Steve-You are a very astute individual.  

 

Thanks... and I am also apparently a Communist!  :)

 Been reading this battle of intellectual heavyweights and enjoying it from the sidelines as I didn't want to get caught in the crossfire. I don't believe that E & P companies are evil but they certainly play hardball. So there is nothing wrong with a landowner also playing hardball.  The trick is to know what the limits are so that the landowner can get the maximum value without pushing so far as to damage their value.

Many of these leases are older ones written when the landowner, the landman, nor the company itself could have allowed for the new technologies and how they affect leasing. Even leases that are only a couple of years old do not cover all possibilities. This is evidenced by the lease that Mike H holds that allows for 640 acre units. The companies now want 1280 acres as it is more efficient to drill 1280 acres from one pad.  This saves them money and causes less surface damage helping the landowners.  The down side is that the larger unit allows them to HBP more property with a single well.

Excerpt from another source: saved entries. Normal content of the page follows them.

use std::fmt;

/// Outcome of one pipeline unit.
///
/// The variants form a small bit lattice (`NOTHING = 0`, `GOOD = 1`,
/// `ERROR = 3`) so that merging two statuses is a bitwise OR.
#[derive(Debug, Clone, Copy, PartialEq, Eq, Default)]
pub enum TaskStatus {
    #[default]
    Nothing,
    Good,
    Error,
}

impl TaskStatus {
    pub const fn bits(self) -> u8 {
        match self {
            TaskStatus::Nothing => 0,
            TaskStatus::Good => 1,
            TaskStatus::Error => 3,
        }
    }

    // Only 0, 1 and 3 are reachable by OR-ing valid statuses.
    const fn from_bits(bits: u8) -> Self {
        match bits {
            0 => TaskStatus::Nothing,
            1 => TaskStatus::Good,
            _ => TaskStatus::Error,
        }
    }

    pub const fn is_ok(self) -> bool {
        matches!(self, TaskStatus::Nothing | TaskStatus::Good)
    }

    pub const fn merge(self, other: TaskStatus) -> TaskStatus {
        TaskStatus::from_bits(self.bits() | other.bits())
    }
}

impl fmt::Display for TaskStatus {
    fn fmt(&self, f: &mut fmt::Formatter<'_>) -> fmt::Result {
        match self {
            TaskStatus::Nothing => write!(f, "nothing to do"),
            TaskStatus::Good => write!(f, "ok"),
            TaskStatus::Error => write!(f, "error"),
        }
    }
}

/// Status plus the human-readable errors collected while producing it.
#[derive(Debug, Clone, PartialEq, Eq, Default)]
pub struct TaskResult {
    status: TaskStatus,
    errors: Vec<String>,
}

impl TaskResult {
    pub fn new(status: TaskStatus, errors: Vec<String>) -> Self {
        Self { status, errors }
    }

    pub fn nothing() -> Self {
        Self::new(TaskStatus::Nothing, Vec::new())
    }

    pub fn good() -> Self {
        Self::new(TaskStatus::Good, Vec::new())
    }

    pub fn error(message: impl Into<String>) -> Self {
        Self::new(TaskStatus::Error, vec![message.into()])
    }

    /// `Good` when `errors` is empty, `Error` otherwise.
    pub fn from_errors(errors: Vec<String>) -> Self {
        let status = if errors.is_empty() {
            TaskStatus::Good
        } else {
            TaskStatus::Error
        };
        Self::new(status, errors)
    }

    pub fn status(&self) -> TaskStatus {
        self.status
    }

    pub fn errors(&self) -> &[String] {
        &self.errors
    }

    pub fn is_ok(&self) -> bool {
        self.status.is_ok()
    }

    pub fn merge(&mut self, other: TaskResult) {
        self.status = self.status.merge(other.status);
        self.errors.extend(other.errors);
    }

    pub fn merged(mut self, other: TaskResult) -> Self {
        self.merge(other);
        self
    }

    /// Multi-line report suitable for the final log line of a run.
    pub fn report(&self) -> String {
        let mut out = format!("Execution result: {}", self.status);
        if !self.errors.is_empty() {
            out.push_str("\nErrors:");
            for err in &self.errors {
                out.push_str("\n - ");
                out.push_str(err);
            }
        }
        out
    }
}

#[cfg(test)]
mod tests {
    use super::*;

    const ALL: [TaskStatus; 3] = [TaskStatus::Nothing, TaskStatus::Good, TaskStatus::Error];

    #[test]
    fn only_error_is_not_ok() {
        assert!(TaskStatus::Nothing.is_ok());
        assert!(TaskStatus::Good.is_ok());
        assert!(!TaskStatus::Error.is_ok());
    }

    #[test]
    fn status_merge_is_commutative_and_associative() {
        for a in ALL {
            for b in ALL {
                assert_eq!(a.merge(b), b.merge(a));
                for c in ALL {
                    assert_eq!(a.merge(b).merge(c), a.merge(b.merge(c)));
                }
            }
        }
    }

    #[test]
    fn error_absorbs_everything() {
        for s in ALL {
            assert_eq!(TaskStatus::Error.merge(s), TaskStatus::Error);
        }
        assert_eq!(TaskStatus::Nothing.merge(TaskStatus::Good), TaskStatus::Good);
    }

    #[test]
    fn merge_concatenates_errors_in_order() {
        let merged = TaskResult::error("first")
            .merged(TaskResult::good())
            .merged(TaskResult::error("second"));
        assert_eq!(merged.status(), TaskStatus::Error);
        assert_eq!(merged.errors(), ["first", "second"]);
    }

    #[test]
    fn report_lists_errors_one_per_line() {
        let result = TaskResult::from_errors(vec!["a".into(), "b".into()]);
        assert_eq!(result.report(), "Execution result: error\nErrors:\n - a\n - b");
        assert_eq!(TaskResult::nothing().report(), "Execution result: nothing to do");
    }
}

When a company asks for changes that increases their financial return it is not unreasonable to ask for compensation in return. There are several considerations for the landowner and each must decide which options have higher priority and then try to attain them.


For some, an additional bonus payment may be tops. Be aware that you will not get a large bonus but perhaps $250 to $500/acre is reasonable.  Maybe not. You may not get any money. Maybe you could put in a clause that they must drill at least one horizontal well and include you in the unit within two years or then they have to pay a bonus rental fee. This would allow them to produce your property, which is the claim of companies asking for increased pooling units,  or require another company to do so if the first is just modifying leases to increase the value in a potential sale of leases. 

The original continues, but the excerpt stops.